L'enfance de Jim Pillen se déroule dans l'atmosphère austère et laborieuse d'une ferme porcine, loin des tumultes urbains qui agitent les côtes des États-Unis dans les années soixante. C'est un apprentissage de la vie par le contact direct avec la matière, où la réussite dépend d'une éthique du travail protestante, valorisant l'effort individuel et la responsabilité personnelle. Cette éducation, typique de la classe moyenne agricole du Midwest, forge chez le jeune homme une vision du monde ordonnée, hiérarchisée, où chaque récompense doit être le fruit d'un mérite préalable. Cependant, c'est sur un autre terrain, tout aussi exigeant que les champs de maïs, que sa personnalité va acquérir une dimension publique précoce : le football américain.

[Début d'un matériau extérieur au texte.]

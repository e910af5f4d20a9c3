use crate::text_enum;

text_enum! {
    pub enum PaymentStatus {
        Pending => "pending",
        Completed => "completed",
        Failed => "failed",
        Refunded => "refunded",
    }
}

text_enum! {
    pub enum PaymentMethod {
        Card => "card",
        Upi => "upi",
        Netbanking => "netbanking",
        Wallet => "wallet",
    }
}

Dans le Nebraska, le football universitaire n'est pas un simple divertissement ; il constitue une véritable religion civile, un ciment social qui unit les citoyens au-delà de leurs disparités. En rejoignant les Cornhuskers de l'Université du Nebraska à Lincoln (UNL) en tant que défenseur, Jim Pillen ne fait pas que pratiquer un sport. Il entre dans une institution formatrice, sous la tutelle de l'entraîneur légendaire Tom Osborne, figure tutélaire qui incarne une autorité paternelle et morale. Sur le terrain, Pillen se distingue par sa ténacité et son intelligence tactique, devenant une figure respectée au sein des « Blackshirts », l'unité défensive de l'équipe. Cette période est cruciale car elle l'insère durablement dans l'imaginaire collectif de l'État : il n'est plus seulement un fils de fermier, il devient un héros local, porteur des valeurs de courage et de loyauté chères à l'électorat qu'il sollicitera des décennies plus tard.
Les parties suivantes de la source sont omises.